The parties were married in 1959, and separated 27 months later. The wife was awarded the custody of a minor child, with specified rights of visitation in the husband, and support payments in the amount of $200 per month, and alimony in the amount of $20 per month. The husband appeals the award and the plaintiff wife contests the appeal, and also claims that the court is without jurisdiction in that notice of appeal was not timely filed: Before we consider the merits of the case, we must discuss the questions raised by defendant concerning the timeliness of the appeal.

This matter was tried in Maricopa County by a visiting Judge, the Honorable Gordon Farley, Judge of the Superior Court in and for the County of Santa Cruz.
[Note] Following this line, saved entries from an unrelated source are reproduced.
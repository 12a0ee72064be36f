//! Static resolver pass for the **Lox** interpreter.
//!
//! This resolver does three things in one AST walk:
//! 1. Build lexical scopes (stack of name → [`Variable`] maps, each variable
//!    owning the slot it will occupy in its runtime environment).
//! 2. Report static errors: redeclaration, reads inside the variable's own
//!    initializer, unused locals, misplaced `return` / `this` / `super`,
//!    self‑inheritance and value returns from `init`.
//! 3. Record, for *each* variable/`this`/`super` occurrence that lives in a
//!    local scope, the `(depth, slot)` pair the interpreter indexes with.
//!    Occurrences not found in any scope are globals and stay out of the table.
//!
//! Unused‑local policy: every `var`, `fun` and `class` binding declared in a
//! block or function body must be read at least once.  Parameters, the
//! implicit `this` / `super`, and globals are exempt.

use std::collections::{HashMap, HashSet};
use std::rc::Rc;

use crate::ast::{ClassDecl, Expr, ExprId, FunctionDecl, Stmt, TraitDecl};
use crate::error::LoxError;
use crate::token::Token;
use log::{debug, info};

/// Where a local lives at runtime: walk `depth` enclosing links, then index `slot`.
#[derive(Debug, Clone, Copy, PartialEq, Eq, Hash)]
pub struct Binding {
    pub depth: usize,
    pub slot: usize,
}

/// Resolution side table keyed by expression identity.
pub type Locals = HashMap<ExprId, Binding>;

/// What kind of function body are we in?  Used to validate `return`.
#[derive(Copy, Clone, Debug, PartialEq, Eq)]
enum FunctionType {
    None,
    Function,
    Method,
    Initializer,
    ClassMethod,
}

/// What kind of class body are we in?  Used to validate `this` / `super`.
#[derive(Copy, Clone, Debug, PartialEq, Eq)]
enum ClassType {
    None,
    Class,
    Subclass,
    Trait,
}

#[derive(Copy, Clone, Debug, PartialEq, Eq)]
enum VariableState {
    Declared,
    Defined,
    Read,
}

#[derive(Debug)]
struct Variable {
    name: Token,
    slot: usize,
    state: VariableState,
}

/// Resolver: tracks scopes, enforces static rules, and produces the
/// [`Locals`] table for the interpreter.
pub struct Resolver {
    scopes: Vec<HashMap<String, Variable>>,
    locals: Locals,
    errors: Vec<LoxError>,
    current_function: FunctionType,
    current_class: ClassType,
    /// Method names provided by each trait declared so far (own plus
    /// composed).  Index 0 is the global scope; entry `i + 1` pairs with
    /// `scopes[i]`.
    trait_methods: Vec<HashMap<String, HashSet<String>>>,
}

impl Default for Resolver {
    fn default() -> Self {
        Self::new()
    }
}
#[cfg(test)]
mod resolver_tests {
    use pretty_assertions::assert_eq;

    use rox::ast::Stmt;
    use rox::parser::Parser;
    use rox::resolver::{Binding, Resolver};
    use rox::scanner::scan;

    fn parse(source: &str) -> Vec<Stmt> {
        let (tokens, errors) = scan(source.as_bytes());
        assert!(errors.is_empty(), "scan errors: {:?}", errors);

        Parser::new(tokens).parse().expect("program parses")
    }

    fn resolve_errors(source: &str) -> Vec<String> {
        match Resolver::new().resolve(&parse(source)) {
            Ok(_) => Vec::new(),
            Err(errors) => errors.iter().map(|e| e.to_string()).collect(),
        }
    }

    fn bindings(source: &str) -> Vec<(usize, usize)> {
        let locals = Resolver::new()
            .resolve(&parse(source))
            .expect("program resolves");

        let mut pairs: Vec<(usize, usize)> = locals
            .values()
            .map(|Binding { depth, slot }| (*depth, *slot))
            .collect();
        pairs.sort();
        pairs
    }

    #[test]
    fn test_resolving_twice_yields_the_same_table() {
        let program = parse(
            r#"
            fun make() {
                var i = 0;
                fun inc() { i = i + 1; return i; }
                return inc;
            }
            {
                var f = make();
                print f();
            }
            "#,
        );

        let mut resolver = Resolver::new();
        let first = resolver.resolve(&program).expect("first pass");
        let second = resolver.resolve(&program).expect("second pass");

        assert_eq!(first, second);
        assert!(!first.is_empty());
    }

    #[test]
    fn test_own_initializer_read_is_an_error_in_local_scope() {
        assert_eq!(
            resolve_errors("{ var a = a; print a; }"),
            vec!["[line 1] Error at 'a': Can't read local variable in its own initializer."]
        );
    }

    #[test]
    fn test_own_initializer_read_is_allowed_for_globals() {
        assert!(resolve_errors("var a = a;").is_empty());
    }

    #[test]
    fn test_shadowing_resolves_to_the_innermost_binding() {
        // a (outer) read from one scope down, b read in its own scope.
        assert_eq!(
            bindings("{ var a = 1; { var b = a; print b; } }"),
            vec![(0, 0), (1, 0)]
        );
    }

    #[test]
    fn test_closure_reads_walk_out_of_the_function_scope() {
        // `i` is read one scope out of inc; `inc` is read from make's own scope.
        assert_eq!(
            bindings("fun make() { var i = 0; fun inc() { return i; } return inc; }"),
            vec![(0, 1), (1, 0)]
        );
    }

    #[test]
    fn test_redeclaration_in_the_same_scope() {
        assert_eq!(
            resolve_errors("{ var a = 1; var a = 2; print a; }"),
            vec!["[line 1] Error at 'a': Already a variable with this name in this scope."]
        );
    }

    #[test]
    fn test_unused_local_function_and_class() {
        assert_eq!(
            resolve_errors("{ fun helper() {} class Shape {} }"),
            vec![
                "[line 1] Error at 'helper': Local variable is not used.",
                "[line 1] Error at 'Shape': Local variable is not used.",
            ]
        );
    }

    #[test]
    fn test_parameters_and_this_are_exempt_from_the_unused_check() {
        assert!(resolve_errors("class A { m(unusedParam) { return 1; } }").is_empty());
        assert!(resolve_errors("fun f(x) {}").is_empty());
    }

    #[test]
    fn test_misplaced_return() {
        assert_eq!(
            resolve_errors("return 1;"),
            vec!["[line 1] Error at 'return': Can't return from top-level code."]
        );
        assert_eq!(
            resolve_errors("class C { init() { return 1; } }"),
            vec!["[line 1] Error at 'return': Can't return a value from an initializer."]
        );
        assert!(resolve_errors("class C { init() { return; } }").is_empty());
    }

    #[test]
    fn test_misplaced_this_and_super() {
        assert_eq!(
            resolve_errors("print this;"),
            vec!["[line 1] Error at 'this': Can't use 'this' outside of a class."]
        );
        assert_eq!(
            resolve_errors("print super.m;"),
            vec!["[line 1] Error at 'super': Can't use 'super' outside of a class."]
        );
        assert_eq!(
            resolve_errors("class C { m() { return super.m; } }"),
            vec!["[line 1] Error at 'super': Can't use 'super' in a class with no superclass."]
        );
        assert_eq!(
            resolve_errors("trait T { m() { return super.m; } }"),
            vec!["[line 1] Error at 'super': Can't use 'super' in a trait."]
        );
    }

    #[test]
    fn test_class_cannot_inherit_from_itself() {
        assert_eq!(
            resolve_errors("class Loop < Loop {}"),
            vec!["[line 1] Error at 'Loop': A class can't inherit from itself."]
        );
    }

    #[test]
    fn test_super_and_this_slots_in_a_subclass_method() {
        // `super` sits past the method scope and the `this` scope.
        let pairs = bindings("class A {} class B < A { m() { return super.m; } }");

        assert_eq!(pairs, vec![(2, 0)]);
    }

    #[test]
    fn test_trait_conflicts_through_trait_composition() {
        assert_eq!(
            resolve_errors(
                "trait A { m() {} }\ntrait B with A {}\ntrait C { m() {} }\nclass D with B, C {}"
            ),
            vec!["[line 4] Error at 'C': A previous trait declares a method named 'm'."]
        );
    }

    #[test]
    fn test_trait_in_a_block_does_not_leak_out_of_it() {
        assert!(resolve_errors(
            r#"
            trait A { m() {} }
            {
                trait A { x() {} }
                class D with A {}
                print D;
            }
            trait B { x() {} }
            class C with A, B {}
            "#
        )
        .is_empty());
    }

    #[test]
    fn test_trait_conflicts_inside_a_block() {
        assert_eq!(
            resolve_errors(
                "trait A { x() {} }\n{\n  trait A { m() {} }\n  trait B { m() {} }\n  class C with A, B {}\n  print C;\n}"
            ),
            vec!["[line 5] Error at 'B': A previous trait declares a method named 'm'."]
        );
    }

    #[test]
    fn test_all_errors_are_collected() {
        assert_eq!(
            resolve_errors("return;\nprint this;"),
            vec![
                "[line 1] Error at 'return': Can't return from top-level code.",
                "[line 2] Error at 'this': Can't use 'this' outside of a class.",
            ]
        );
    }
}
#[cfg(test)]
mod tests {
    use super::*;

    fn op(token_type: TokenType, lexeme: &str) -> Token {
        Token::new(token_type, lexeme, 1)
    }

    #[test]
    fn plus_stringifies_the_other_operand() {
        let plus = op(TokenType::PLUS, "+");

        let joined = binary(&plus, Value::String("n=".into()), Value::Number(3.0));
        assert!(matches!(joined, Ok(Value::String(s)) if s == "n=3"));

        let joined = binary(&plus, Value::Bool(true), Value::String("!".into()));
        assert!(matches!(joined, Ok(Value::String(s)) if s == "true!"));

        assert!(binary(&plus, Value::Nil, Value::Number(1.0)).is_err());
    }

    #[test]
    fn division_by_zero_is_an_error() {
        let slash = op(TokenType::SLASH, "/");

        let err = binary(&slash, Value::Number(1.0), Value::Number(0.0))
            .expect_err("division by zero");
        assert_eq!(err.to_string(), "Division by zero.\n[line 1]");
    }

    #[test]
    fn comparisons_need_numbers() {
        let less = op(TokenType::LESS, "<");

        assert!(matches!(
            binary(&less, Value::Number(1.0), Value::Number(2.0)),
            Ok(Value::Bool(true))
        ));
        assert!(binary(&less, Value::String("a".into()), Value::Number(2.0)).is_err());
    }

    #[test]
    fn comma_yields_the_right_operand() {
        let comma = op(TokenType::COMMA, ",");

        assert!(matches!(
            binary(&comma, Value::Number(1.0), Value::Number(2.0)),
            Ok(Value::Number(n)) if n == 2.0
        ));
    }
}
Trial was held without a jury on the 18th and 19th days of January, 1961, both parties being represented by counsel, after which the following events took place:

Decree of Divorce, including findings of fact and conclusions of law.
Dated 15 February, 1961
Filed 17 February, 1961
Motion to Amend Judgment and the Alternative Motion for New Trial
Dated 27 February, 1961
Filed 27 February, 1961
Mailed to attorney for plaintiff 27 February, 1961
Letter from Judge Farley directing Clerk to enter an order denying the Motion to Amend and for new trial
Dated 28 April, 1961
Filed 9 May, 1961
Notice of Appeal
Dated 6 July, 1961
Filed 6 July, 1961
Mailed to attorney for plaintiff 6 July, 1961
Cost Bonds
Dated 5 July, 1961
Filed 6 July, 1961

If the appeal was not timely made, we have no jurisdiction to hear this matter. Harbel Oil Company v. Steele, 80 Ariz. 368, 298 P.2d 789 (1956); Marquez v. Rapid Harvest Company, 89 Ariz. 62, 358 P.2d 168 (1960). In the instant case, the decree of divorce which included findings of fact and conclusions of law was signed by the Superior Court Judge on the 15th of February, 1961, and was filed in the office of the clerk of the Superior Court of Maricopa County on the 17th of February, 1961. The Rules of Civil Procedure1 provide that a notice of appeal must be filed within 60 days from entry of judgment or within 60 days from entry of certain orders, 73(b), 16 A.R.S. Included among these orders are these denying a motion under Rule 52(b) to amend [211]*211or make additional findings of fact [73(b) (2) (ii)] or from an order denying a motion for new trial under Rule 59 [73(b) (2) (iv)]. In the instant case, then, both the motion for new trial and the alternative motion to amend or make additional findings of fact having been timely made, the sixty day time limit on appeal would not commence to run until sixty days from the entry or filing of the order denying the said motions, unless there is another rule to the contrary.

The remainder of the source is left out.